Peak burst transfer rates can indeed be in the 3-4 MB range, if you use
the synchronous option which I haven't seen implemented yet. Disk type
devices have all been in the 5 to 10 megabit transfer rate range. Really
not a problem with the spec per se, but with the fact that the spec was 
introduced so as to encourage the use of existing technology - ST506-type
disk drives. This was a necessity for accepance, but....

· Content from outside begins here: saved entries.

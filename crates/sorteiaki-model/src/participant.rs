// SPDX-License-Identifier: Apache-2.0

use serde::{Deserialize, Serialize};
use std::fmt::{Display, Formatter};
use std::str::FromStr;

use crate::ValidationError;

pub const PARTICIPANT_ID_MAX_LEN: usize = 256;

#[derive(Debug, Clone, PartialEq, Eq, Hash, PartialOrd, Ord, Serialize, Deserialize)]
#[serde(try_from = "String", into = "String")]
pub struct ParticipantId(String);

impl ParticipantId {
    pub fn parse(input: &str) -> Result<Self, ValidationError> {
        if input.is_empty() {
            return Err(ValidationError(
                "participant id must not be empty".to_string(),
            ));
        }
        if input.trim() != input {
            return Err(ValidationError(format!(
                "participant id `{input}` must not contain leading/trailing whitespace"
            )));
        }
        if input.len() > PARTICIPANT_ID_MAX_LEN {
            return Err(ValidationError(format!(
                "participant id exceeds max length {PARTICIPANT_ID_MAX_LEN}"
            )));
        }
        Ok(Self(input.to_string()))
    }

    #[must_use]
    pub fn as_str(&self) -> &str {
        &self.0
    }
}

impl Display for ParticipantId {
    fn fmt(&self, f: &mut Formatter<'_>) -> std::fmt::Result {
        f.write_str(&self.0)
    }
}

impl From<ParticipantId> for String {
    fn from(value: ParticipantId) -> Self {
        value.0
    }
}

impl TryFrom<String> for ParticipantId {
    type Error = ValidationError;

    fn try_from(value: String) -> Result<Self, Self::Error> {
        Self::parse(&value)
    }
}

impl FromStr for ParticipantId {
    type Err = ValidationError;

    fn from_str(s: &str) -> Result<Self, Self::Err> {
        Self::parse(s)
    }
}

/// One entrant in a raffle pool: a commenter, a liker or a typed-in name.
#[derive(Debug, Clone, PartialEq, Eq, Serialize, Deserialize)]
pub struct Participant {
    pub id: ParticipantId,
    pub username: String,
    #[serde(default, skip_serializing_if = "Option::is_none")]
    pub content: Option<String>,
    #[serde(default, skip_serializing_if = "Option::is_none")]
    pub avatar_url: Option<String>,
    #[serde(default, skip_serializing_if = "Option::is_none")]
    pub timestamp: Option<String>,
}

impl Participant {
    #[must_use]
    pub fn new(id: ParticipantId, username: impl Into<String>) -> Self {
        Self {
            id,
            username: username.into(),
            content: None,
            avatar_url: None,
            timestamp: None,
        }
    }

    #[must_use]
    pub fn with_content(mut self, content: impl Into<String>) -> Self {
        self.content = Some(content.into());
        self
    }

    #[must_use]
    pub fn with_avatar_url(mut self, avatar_url: impl Into<String>) -> Self {
        self.avatar_url = Some(avatar_url.into());
        self
    }

    #[must_use]
    pub fn with_timestamp(mut self, timestamp: impl Into<String>) -> Self {
        self.timestamp = Some(timestamp.into());
        self
    }
}
use std::fmt;

/// Bearer credential for a provider. `Debug` never prints the secret.
#[derive(Clone, PartialEq, Eq)]
pub struct AccessToken(String);

impl AccessToken {
    /// Wraps a non-blank token; surrounding whitespace is dropped.
    #[must_use]
    pub fn new(raw: &str) -> Option<Self> {
        let trimmed = raw.trim();
        (!trimmed.is_empty()).then(|| Self(trimmed.to_string()))
    }

    #[must_use]
    pub fn expose(&self) -> &str {
        &self.0
    }
}

impl fmt::Debug for AccessToken {
    fn fmt(&self, f: &mut fmt::Formatter<'_>) -> fmt::Result {
        f.write_str("AccessToken(<redacted>)")
    }
}
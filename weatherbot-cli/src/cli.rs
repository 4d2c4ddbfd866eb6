use anyhow::{Context, Result};
use clap::{Parser, Subcommand};
use weatherbot_core::{
    Config, RouteOutcome, WeatherProvider, dispatch, provider::timezone, provider_from_config,
    route,
};

/// Reply for messages that are not weather/time queries. A full chat
/// backend would forward those to its general-purpose responder.
const PASS_THROUGH_REPLY: &str = "I can help you with weather information, current time, and \
                                  forecasts. Please ask about the weather or time in a specific city.";

/// Top-level CLI struct.
#[derive(Debug, Parser)]
#[command(name = "weatherbot", version, about = "Weather/time query router for chat messages")]
pub struct Cli {
    #[command(subcommand)]
    pub command: Command,
}

#[derive(Debug, Subcommand)]
pub enum Command {
    /// Route a single chat message and print the bot's reply.
    Ask {
        /// The message, e.g. "What's the weather in Paris?".
        text: String,
    },

    /// Interactive chat session. Empty line, "quit" or "exit" ends it.
    Chat,

    /// Store the OpenWeatherMap API key.
    Configure,

    /// Show supported queries and cities.
    Capabilities,
}

impl Cli {
    pub async fn run(self) -> Result<()> {
        match self.command {
            Command::Ask { text } => ask(&text).await,
            Command::Chat => chat().await,
            Command::Configure => configure(),
            Command::Capabilities => {
                print_capabilities();
                Ok(())
            }
        }
    }
}

/// Produce the bot's reply for one message. Routing misses and provider
/// failures become plain-language replies, not process errors.
async fn answer(provider: &dyn WeatherProvider, text: &str) -> String {
    match route(text) {
        Ok(RouteOutcome::Action(action)) => match dispatch(provider, &action).await {
            Ok(report) => report.to_string(),
            Err(err) => err.to_string(),
        },
        Ok(RouteOutcome::PassThrough) => PASS_THROUGH_REPLY.to_string(),
        Err(err) => err.to_string(),
    }
}

fn load_provider() -> Result<Box<dyn WeatherProvider>> {
    let config = Config::load()?;
    if config.openweather_api_key().is_none() {
        eprintln!(
            "Note: no OpenWeatherMap API key configured; answering from demo data. \
             Run `weatherbot configure` to set one."
        );
    }
    Ok(provider_from_config(&config))
}

async fn ask(text: &str) -> Result<()> {
    let provider = load_provider()?;
    println!("{}", answer(provider.as_ref(), text).await);
    Ok(())
}

async fn chat() -> Result<()> {
    let provider = load_provider()?;
    println!("weatherbot chat. Empty line, \"quit\" or \"exit\" to leave.");

    loop {
        let line = match inquire::Text::new("you:").prompt() {
            Ok(line) => line,
            Err(
                inquire::InquireError::OperationCanceled
                | inquire::InquireError::OperationInterrupted,
            ) => break,
            Err(err) => return Err(err).context("Failed to read chat input"),
        };

        let text = line.trim();
        if text.is_empty() || text.eq_ignore_ascii_case("quit") || text.eq_ignore_ascii_case("exit")
        {
            break;
        }

        println!("bot: {}", answer(provider.as_ref(), text).await);
    }

    Ok(())
}

fn configure() -> Result<()> {
    let mut config = Config::load()?;

    let api_key = inquire::Password::new("OpenWeatherMap API key:")
        .without_confirmation()
        .prompt()
        .context("Failed to read API key")?;

    if api_key.trim().is_empty() {
        config.clear_openweather_api_key();
        println!("Cleared the OpenWeatherMap API key; demo data will be used.");
    } else {
        config.set_openweather_api_key(api_key.trim().to_string());
    }

    config.save()?;
    println!("Saved configuration to {}", Config::config_file_path()?.display());
    Ok(())
}

fn print_capabilities() {
    println!("Supported queries:");
    println!("  current weather   e.g. \"What's the weather in New York?\"");
    println!("  current time      e.g. \"What time is it in Tokyo?\"");
    println!("  forecast (1-5 d)  e.g. \"5 day forecast for London\"");
    println!();
    println!("Cities with time support: {}", timezone::supported_cities().join(", "));
    println!();
    println!("More examples:");
    for example in [
        "What's the weather in Paris?",
        "Current time in Tokyo",
        "Is it raining in New York?",
        "Temperature in Sydney",
        "Will it rain in London tomorrow?",
    ] {
        println!("  {example}");
    }
}
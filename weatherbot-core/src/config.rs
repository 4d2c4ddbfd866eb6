use anyhow::{Context, Result, anyhow};
use directories::ProjectDirs;
use serde::{Deserialize, Serialize};
use std::{fs, path::PathBuf};

/// Top-level configuration stored on disk.
#[derive(Debug, Clone, Serialize, Deserialize, Default)]
pub struct Config {
    /// OpenWeatherMap API key. When absent the bot answers weather
    /// queries from canned demo data.
    ///
    /// Example TOML:
    /// openweather_api_key = "..."
    pub openweather_api_key: Option<String>,
}

impl Config {
    pub fn openweather_api_key(&self) -> Option<&str> {
        self.openweather_api_key.as_deref().filter(|k| !k.trim().is_empty())
    }

    pub fn set_openweather_api_key(&mut self, api_key: String) {
        self.openweather_api_key = Some(api_key);
    }

    pub fn clear_openweather_api_key(&mut self) {
        self.openweather_api_key = None;
    }

    /// Load config from disk, or return an empty default if it doesn't exist yet.
    pub fn load() -> Result<Self> {
        let path = Self::config_file_path()?;
        if !path.exists() {
            // First run: no config file, return empty.
            return Ok(Self::default());
        }

        let contents = fs::read_to_string(&path)
            .with_context(|| format!("Failed to read config file: {}", path.display()))?;

        let cfg: Config = toml::from_str(&contents)
            .with_context(|| format!("Failed to parse config file: {}", path.display()))?;

        Ok(cfg)
    }

    /// Save config to disk, creating parent directories as needed.
    pub fn save(&self) -> Result<()> {
        let path = Self::config_file_path()?;

        if let Some(parent) = path.parent() {
            fs::create_dir_all(parent).with_context(|| {
                format!("Failed to create config directory: {}", parent.display())
            })?;
        }

        let toml =
            toml::to_string_pretty(self).context("Failed to serialize configuration to TOML")?;

        fs::write(&path, toml)
            .with_context(|| format!("Failed to write config file: {}", path.display()))?;

        Ok(())
    }

    /// Path to the config file.
    pub fn config_file_path() -> Result<PathBuf> {
        let dirs = ProjectDirs::from("dev", "weatherbot", "weatherbot-cli")
            .ok_or_else(|| anyhow!("Could not determine platform config directory"))?;

        Ok(dirs.config_dir().join("config.toml"))
    }
}
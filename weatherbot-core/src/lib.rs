//! Core library for the `weatherbot` chat backend.
//!
//! This crate defines:
//! - The weather/time query classifier and city extractor
//! - Routing of chat messages to weather provider actions
//! - Abstraction over weather/time data providers
//! - Configuration & credentials handling
//!
//! It is used by `weatherbot-cli`, but can also be reused by other
//! binaries or services (e.g. an HTTP chat backend).

pub mod classify;
pub mod config;
pub mod model;
pub mod provider;
pub mod route;

pub use classify::{classify, extract_city};
pub use config::Config;
pub use model::{Classification, QueryCategory, Report, WeatherAction};
pub use provider::{ProviderError, WeatherProvider, dispatch, provider_from_config};
pub use route::{RouteOutcome, UserFacingError, route};
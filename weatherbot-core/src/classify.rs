//! Keyword classification and city extraction for chat messages.
//!
//! Both routines are pure functions over the lowercased input: scan a
//! fixed ordered table, first match wins. The order of
//! [`CITY_PATTERNS`] is load-bearing: specific phrasings must be tried
//! before the generic fallbacks, otherwise "what time is it in tokyo"
//! would be captured by the trailing `<city> time` form as "what".

use crate::model::{Classification, QueryCategory};
use regex::Regex;
use std::sync::LazyLock;

/// Substrings that mark a message as a weather question. Checked before
/// the time keywords; the weather category wins when both families are
/// present.
const WEATHER_KEYWORDS: &[&str] = &[
    "weather",
    "temperature",
    "forecast",
    "rain",
    "raining",
    "sunny",
    "cloudy",
    "snow",
    "snowing",
    "wind",
    "windy",
    "humidity",
    "hot",
    "cold",
    "warm",
    "cool",
    "climate",
    "storm",
    "what's the weather",
    "how's the weather",
    "weather report",
    "weather in",
    "is it raining",
    "is it snowing",
    "is it sunny",
    "is it cloudy",
    "is it windy",
    "is it hot",
    "is it cold",
    "is it warm",
    "is it cool",
];

/// Substrings that mark a message as a time question.
const TIME_KEYWORDS: &[&str] = &["time", "current time", "what time", "time in", "clock", "hour", "minute"];

/// Words stripped from a captured city phrase before it is accepted.
const STOPWORDS: &[&str] = &["the", "a", "an", "today", "tomorrow", "now", "current"];

/// City capture patterns, most specific first. The input is lowercased
/// before matching, so `[a-z\s]` is enough for the capture class.
static CITY_PATTERNS: LazyLock<Vec<Regex>> = LazyLock::new(|| {
    [
        // Explicit time phrasings.
        r"what\s+time\s+is\s+it\s+(?:in|at)\s+([a-z\s]+?)(?:\?|$|\.)",
        r"(?:current\s+time|time)\s+(?:in|at)\s+([a-z\s]+?)(?:\?|$|\.)",
        // Weather phrasings.
        r"(?:what's|how's)\s+the\s+(?:weather|time)\s+(?:in|at)\s+([a-z\s]+?)(?:\?|$|\.)",
        r"(?:is\s+it|are\s+there)\s+(?:raining|snowing|sunny|cloudy|windy|hot|cold|warm|cool)\s+(?:in|at)\s+([a-z\s]+?)(?:\?|$|\.)",
        // Generic phrasings.
        r"(?:weather|forecast|temperature)\s+(?:in|for|at)\s+([a-z\s]+?)(?:\?|$|\.)",
        r"(?:rain|snow|sun|wind|storm|temperature|hot|cold|warm|cool)\s+(?:in|at)\s+([a-z\s]+?)(?:\?|$|\.)",
        r"(?:in|at)\s+([a-z\s]+?)(?:\?|$|\.|,)\s*(?:is\s+it|what's|how's|weather|raining|snowing)",
        // Fallback suffix form.
        r"([a-z\s]+?)\s+(?:weather|time|forecast|temperature)",
    ]
    .iter()
    .map(|p| Regex::new(p).expect("city pattern must compile"))
    .collect()
});

/// Decide whether a message is a weather or time query.
pub fn classify(text: &str) -> Classification {
    let lower = text.to_lowercase();

    for keyword in WEATHER_KEYWORDS {
        if lower.contains(keyword) {
            return Classification::of(QueryCategory::Weather);
        }
    }

    for keyword in TIME_KEYWORDS {
        if lower.contains(keyword) {
            return Classification::of(QueryCategory::Time);
        }
    }

    Classification::none()
}

/// Pull a normalized city name out of a weather/time query.
///
/// Returns `None` when no pattern captures anything, or when the
/// capture is nothing but stopwords. Absence means "insufficient
/// information", not a failure; callers should ask the user for a city.
pub fn extract_city(text: &str) -> Option<String> {
    let lower = text.to_lowercase();

    for pattern in CITY_PATTERNS.iter() {
        if let Some(caps) = pattern.captures(&lower) {
            let words: Vec<&str> = caps[1]
                .split_whitespace()
                .filter(|w| !STOPWORDS.contains(w))
                .collect();

            // A capture that was all stopwords falls through to the
            // next, more general pattern.
            if !words.is_empty() {
                return Some(words.join(" "));
            }
        }
    }

    None
}

#[cfg(test)]
mod tests {
    use super::*;

    #[test]
    fn weather_question_classifies_as_weather() {
        let c = classify("What's the weather in Paris?");
        assert!(c.is_match());
        assert_eq!(c.category, Some(QueryCategory::Weather));
    }

    #[test]
    fn time_question_classifies_as_time() {
        let c = classify("What time is it in Tokyo?");
        assert!(c.is_match());
        assert_eq!(c.category, Some(QueryCategory::Time));
    }

    #[test]
    fn unrelated_text_does_not_match() {
        let c = classify("Tell me a joke");
        assert!(!c.is_match());
        assert_eq!(c.category, None);
    }

    #[test]
    fn weather_keywords_win_over_time_keywords() {
        // Contains both "weather" and "time"; the weather list is
        // checked first.
        let c = classify("what time does the weather report air?");
        assert_eq!(c.category, Some(QueryCategory::Weather));
    }

    #[test]
    fn classification_is_case_insensitive() {
        assert_eq!(classify("IS IT RAINING?").category, Some(QueryCategory::Weather));
    }

    #[test]
    fn extracts_city_from_time_question() {
        assert_eq!(extract_city("what time is it in Tokyo?"), Some("tokyo".into()));
    }

    #[test]
    fn extracts_multi_word_city() {
        assert_eq!(extract_city("is it raining in new york?"), Some("new york".into()));
    }

    #[test]
    fn extracts_city_from_forecast_for_phrase() {
        assert_eq!(extract_city("5 day forecast for London"), Some("london".into()));
    }

    #[test]
    fn extracts_city_from_suffix_form() {
        assert_eq!(extract_city("tokyo weather"), Some("tokyo".into()));
    }

    #[test]
    fn time_pattern_beats_generic_fallback() {
        // If the fallback `<city> time` pattern ran first it would
        // capture "what" here.
        assert_eq!(extract_city("what time is it in Berlin"), Some("berlin".into()));
    }

    #[test]
    fn strips_stopwords_from_capture() {
        assert_eq!(extract_city("what's the weather in the new york today?"), Some("new york".into()));
    }

    #[test]
    fn no_city_yields_none() {
        assert_eq!(extract_city("tell me a joke"), None);
        assert_eq!(extract_city("weather"), None);
    }

    #[test]
    fn capture_of_only_stopwords_yields_none() {
        assert_eq!(extract_city("weather in today?"), None);
    }

    #[test]
    fn pure_and_repeatable() {
        let text = "What's the weather in Paris?";
        assert_eq!(classify(text), classify(text));
        assert_eq!(extract_city(text), extract_city(text));
    }
}
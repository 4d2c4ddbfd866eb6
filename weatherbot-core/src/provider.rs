use crate::{
    config::Config,
    model::{Report, WeatherAction},
};
use async_trait::async_trait;
use std::fmt::Debug;
use thiserror::Error;

pub mod mock;
pub mod openweather;
pub mod timezone;

/// Failures reported by a weather/time provider.
///
/// Every variant renders as a plain-language message that can be shown
/// to the chat user directly; none of them should crash the caller.
#[derive(Debug, Error)]
pub enum ProviderError {
    #[error("City '{0}' not found. Please check the spelling and try again.")]
    CityNotFound(String),

    #[error("Sorry, I don't have timezone information for {city}. Supported cities: {supported}")]
    UnknownTimezone { city: String, supported: String },

    #[error("Network error while fetching weather data: {0}")]
    Network(#[from] reqwest::Error),

    #[error("Unable to fetch weather data for '{city}'. Please try again later.")]
    Upstream { city: String, status: reqwest::StatusCode },

    #[error("Error retrieving weather data: {0}")]
    UnexpectedPayload(#[from] serde_json::Error),

    /// Catch-all for provider-specific conditions (e.g. a city outside
    /// the demo data set). Carries the full user-facing message.
    #[error("{0}")]
    Unavailable(String),
}

/// Weather-data source consumed by the dispatcher.
///
/// `Report` values are complete sentences ready to be stored as chat
/// messages.
#[async_trait]
pub trait WeatherProvider: Send + Sync + Debug {
    async fn current_weather(&self, city: &str) -> Result<Report, ProviderError>;
    async fn current_time(&self, city: &str) -> Result<Report, ProviderError>;
    async fn forecast(&self, city: &str, days: u8) -> Result<Report, ProviderError>;
}

/// Run a routed action against a provider.
pub async fn dispatch(
    provider: &dyn WeatherProvider,
    action: &WeatherAction,
) -> Result<Report, ProviderError> {
    match action {
        WeatherAction::CurrentWeather { city } => provider.current_weather(city).await,
        WeatherAction::CurrentTime { city } => provider.current_time(city).await,
        WeatherAction::Forecast { city, days } => provider.forecast(city, *days).await,
    }
}

/// Construct a provider from config: OpenWeatherMap when an API key is
/// present, canned demo data otherwise.
pub fn provider_from_config(config: &Config) -> Box<dyn WeatherProvider> {
    match config.openweather_api_key() {
        Some(key) => Box::new(openweather::OpenWeatherProvider::new(key.to_owned())),
        None => Box::new(mock::MockProvider),
    }
}

/// Capitalize each whitespace-separated word, like city names in the
/// report strings ("new york" -> "New York").
pub(crate) fn title_case(s: &str) -> String {
    s.split_whitespace()
        .map(|word| {
            let mut chars = word.chars();
            match chars.next() {
                Some(first) => first
                    .to_uppercase()
                    .chain(chars.flat_map(char::to_lowercase))
                    .collect(),
                None => String::new(),
            }
        })
        .collect::<Vec<String>>()
        .join(" ")
}

#[cfg(test)]
mod tests {
    use super::*;

    #[test]
    fn title_case_capitalizes_each_word() {
        assert_eq!(title_case("new york"), "New York");
        assert_eq!(title_case("TOKYO"), "Tokyo");
        assert_eq!(title_case("  buenos   aires "), "Buenos Aires");
    }

    #[test]
    fn provider_from_config_uses_demo_data_without_key() {
        let cfg = Config::default();
        let provider = provider_from_config(&cfg);
        assert!(format!("{provider:?}").contains("Mock"));
    }

    #[test]
    fn provider_from_config_uses_openweather_with_key() {
        let mut cfg = Config::default();
        cfg.set_openweather_api_key("KEY".to_string());
        let provider = provider_from_config(&cfg);
        assert!(format!("{provider:?}").contains("OpenWeather"));
    }

    #[tokio::test]
    async fn dispatch_maps_actions_to_provider_calls() {
        let provider = mock::MockProvider;

        let weather = WeatherAction::CurrentWeather { city: "paris".into() };
        let report = dispatch(&provider, &weather).await.unwrap();
        assert!(report.as_str().contains("Paris"));

        let time = WeatherAction::CurrentTime { city: "tokyo".into() };
        let report = dispatch(&provider, &time).await.unwrap();
        assert!(report.as_str().contains("The current time in Tokyo"));

        let forecast = WeatherAction::Forecast { city: "london".into(), days: 2 };
        let report = dispatch(&provider, &forecast).await.unwrap();
        assert!(report.as_str().starts_with("Weather forecast for London:"));
    }
}
//! Routing of chat messages to weather provider actions.
//!
//! [`route`] is a pure decision function: no I/O, no retries, every
//! outcome is a value. Errors here are user-correctable input problems
//! (missing city), never system faults.

use crate::classify::{classify, extract_city};
use crate::model::{QueryCategory, WeatherAction};
use thiserror::Error;

/// Errors shown to the chat user verbatim as guidance.
#[derive(Debug, Clone, PartialEq, Eq, Error)]
pub enum UserFacingError {
    #[error(
        "Please specify a city for weather/time information. For example: 'What's the weather in New York?'"
    )]
    MissingCity,
}

/// What the caller should do with a routed message.
#[derive(Debug, Clone, PartialEq, Eq)]
pub enum RouteOutcome {
    /// Weather/time query; run this action against a provider.
    Action(WeatherAction),
    /// Not a weather/time query; hand the text to the general-purpose
    /// chat responder instead.
    PassThrough,
}

/// Decide what to do with one chat message.
///
/// Forecast cues ("forecast", "tomorrow", "next") take precedence over
/// the time/weather split. Within the forecast branch, "tomorrow" is
/// checked before "5 day"/"five day", so a message containing both
/// yields a one-day forecast.
pub fn route(text: &str) -> Result<RouteOutcome, UserFacingError> {
    let classification = classify(text);
    let Some(category) = classification.category else {
        return Ok(RouteOutcome::PassThrough);
    };

    let Some(city) = extract_city(text) else {
        return Err(UserFacingError::MissingCity);
    };

    let lower = text.to_lowercase();

    if lower.contains("forecast") || lower.contains("tomorrow") || lower.contains("next") {
        let days = if lower.contains("tomorrow") {
            1
        } else if lower.contains("5 day") || lower.contains("five day") {
            5
        } else {
            3
        };
        return Ok(RouteOutcome::Action(WeatherAction::Forecast { city, days }));
    }

    if category == QueryCategory::Time || lower.contains("time") {
        return Ok(RouteOutcome::Action(WeatherAction::CurrentTime { city }));
    }

    Ok(RouteOutcome::Action(WeatherAction::CurrentWeather { city }))
}

#[cfg(test)]
mod tests {
    use super::*;

    fn action(text: &str) -> WeatherAction {
        match route(text) {
            Ok(RouteOutcome::Action(action)) => action,
            other => panic!("expected an action for {text:?}, got {other:?}"),
        }
    }

    #[test]
    fn weather_question_becomes_current_weather() {
        assert_eq!(
            action("What's the weather in London?"),
            WeatherAction::CurrentWeather { city: "london".into() }
        );
    }

    #[test]
    fn time_question_becomes_current_time() {
        assert_eq!(
            action("What time is it in Tokyo?"),
            WeatherAction::CurrentTime { city: "tokyo".into() }
        );
    }

    #[test]
    fn forecast_cue_becomes_three_day_forecast() {
        assert_eq!(
            action("What's the weather forecast for Paris?"),
            WeatherAction::Forecast { city: "paris".into(), days: 3 }
        );
    }

    #[test]
    fn five_day_forecast() {
        assert_eq!(
            action("5 day forecast for London"),
            WeatherAction::Forecast { city: "london".into(), days: 5 }
        );
        assert_eq!(
            action("five day forecast for London"),
            WeatherAction::Forecast { city: "london".into(), days: 5 }
        );
    }

    #[test]
    fn tomorrow_means_one_day() {
        assert_eq!(
            action("will it rain in Sydney tomorrow?"),
            WeatherAction::Forecast { city: "sydney".into(), days: 1 }
        );
    }

    #[test]
    fn tomorrow_wins_over_five_day() {
        // Both cues present; "tomorrow" is checked first.
        assert_eq!(
            action("five day forecast for London tomorrow?"),
            WeatherAction::Forecast { city: "london".into(), days: 1 }
        );
    }

    #[test]
    fn next_counts_as_forecast_cue() {
        assert_eq!(
            action("next week's weather in Rome?"),
            WeatherAction::Forecast { city: "rome".into(), days: 3 }
        );
    }

    #[test]
    fn unrelated_text_passes_through() {
        assert_eq!(route("Tell me a joke"), Ok(RouteOutcome::PassThrough));
    }

    #[test]
    fn missing_city_asks_the_user() {
        let err = route("weather").unwrap_err();
        assert_eq!(err, UserFacingError::MissingCity);
        assert!(err.to_string().contains("specify a city"));
    }

    #[test]
    fn routing_is_pure() {
        let text = "5 day forecast for London";
        assert_eq!(route(text), route(text));
    }
}
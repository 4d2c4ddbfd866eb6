use serde::{Deserialize, Serialize};
use std::fmt;

/// Keyword family a chat message belongs to.
#[derive(Debug, Clone, Copy, PartialEq, Eq, Serialize, Deserialize)]
pub enum QueryCategory {
    Weather,
    Time,
}

/// Result of running the keyword classifier over a message.
#[derive(Debug, Clone, Copy, PartialEq, Eq, Default)]
pub struct Classification {
    /// `None` means the message is not a weather/time query at all.
    pub category: Option<QueryCategory>,
}

impl Classification {
    pub fn none() -> Self {
        Self { category: None }
    }

    pub fn of(category: QueryCategory) -> Self {
        Self { category: Some(category) }
    }

    pub fn is_match(&self) -> bool {
        self.category.is_some()
    }
}

/// Provider call derived from a routed chat message.
///
/// `days` is clamped to 1..=5 by the provider; the router only ever
/// produces 1, 3 or 5.
#[derive(Debug, Clone, PartialEq, Eq)]
pub enum WeatherAction {
    CurrentWeather { city: String },
    CurrentTime { city: String },
    Forecast { city: String, days: u8 },
}

impl WeatherAction {
    pub fn city(&self) -> &str {
        match self {
            WeatherAction::CurrentWeather { city }
            | WeatherAction::CurrentTime { city }
            | WeatherAction::Forecast { city, .. } => city,
        }
    }
}

/// Human-readable answer produced by a provider, shown to the chat user
/// as-is.
#[derive(Debug, Clone, PartialEq, Eq, Serialize, Deserialize)]
#[serde(transparent)]
pub struct Report(String);

impl Report {
    pub fn new(text: impl Into<String>) -> Self {
        Self(text.into())
    }

    pub fn as_str(&self) -> &str {
        &self.0
    }
}

impl fmt::Display for Report {
    fn fmt(&self, f: &mut fmt::Formatter<'_>) -> fmt::Result {
        f.write_str(&self.0)
    }
}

>>My biggest problem with SCSI is that you are too far removed from the disk. 
>>I would *like* my disk controller to buffer lots of data, and preferably 
>>to keep reading stuff and storing it away while there are no other requests 
>>pending (non-intrusive readahead). 
>
>Is this a problem with the interface or the boards being built for it?
>
It is, of course, a problem with the boards being built - but sort of with
the interface itself. Let me explain what I mean: a lot of performance
can be gained by doing a real bang-up job on the controller which is on
the drive's end of the SCSI. This puts the job of building a high-performance
controller with people who have not done it before (and who may perhaps
not have much interest in it): the drive manufacturers, and away from
companies who have made a living from disk controllers - people like
Emulex, Xylogics, and even Dual (whom I used to work for). This is not
necessarily a "good thing".

>If caching is done on both ends (host adapter and disk controller) and with
>a low performance microprocessor on each end, it looks like impressive
>performance could be achieved.  Whenever a read request is made to disk,
>the process needing the data has to hang on the disk access anyway -- once
>the request is initiated, the host cpu shouldn't be bothered with the 
>pending request until it receives acknowledgement the operation is complete.
>From a device driver point of view, I like to pass linear sector numbers to
>the controller and let the controller figure out the head/track/sector.  
>
I really don't argue with this reasoning, although someone needs to convince
the drive mfgs. to put intelligent caching on their drives, which is something
that will be driven by demand. As Fortune, we are not in any position to
make these demands; and everytime we say something to CDC or Micropolis, 
they tell us nobody else has ever asked for that, so the demand must not
be out there yet - maybe never will be. The type of intelligence I am
looking for, is filling of buffers while nothing else is going on - i.e., 
soaking up dead time, waiting for the heads to get to the right sector, etc. 
The kind SCSI mfgs. are doing now causes the original request to often
take longer to be satisfied.

>Also, SCSI appears to have the capability to do interesting things with 
>multiple hosts sharing multiple disks (I'm thinking of buying a SCSI disk 
>for my PC AT at work).  
>
It does that, although from reading (not from actually implementing) it
appears that the "reserve" functions are not especially useful, which
means that there will be some logistical problems with sharing disks -
I wouldn't feel comfortable sharing anything that wasn't effectively
"read-only".

In all, Marty made me think of things in a slightly new light. I am still
not really too thrilled about SCSI, but it is a little hard to justify,
in an absolute sense, my views that SCSI is inherently low-performance.
Instead, I now feel that the implementation approach, which makes many
of the high-performance features optional, along with the way the standard
has been introduced, while not in and of themselves bad things, doom
SCSI to *effectively* be low performance in most cases.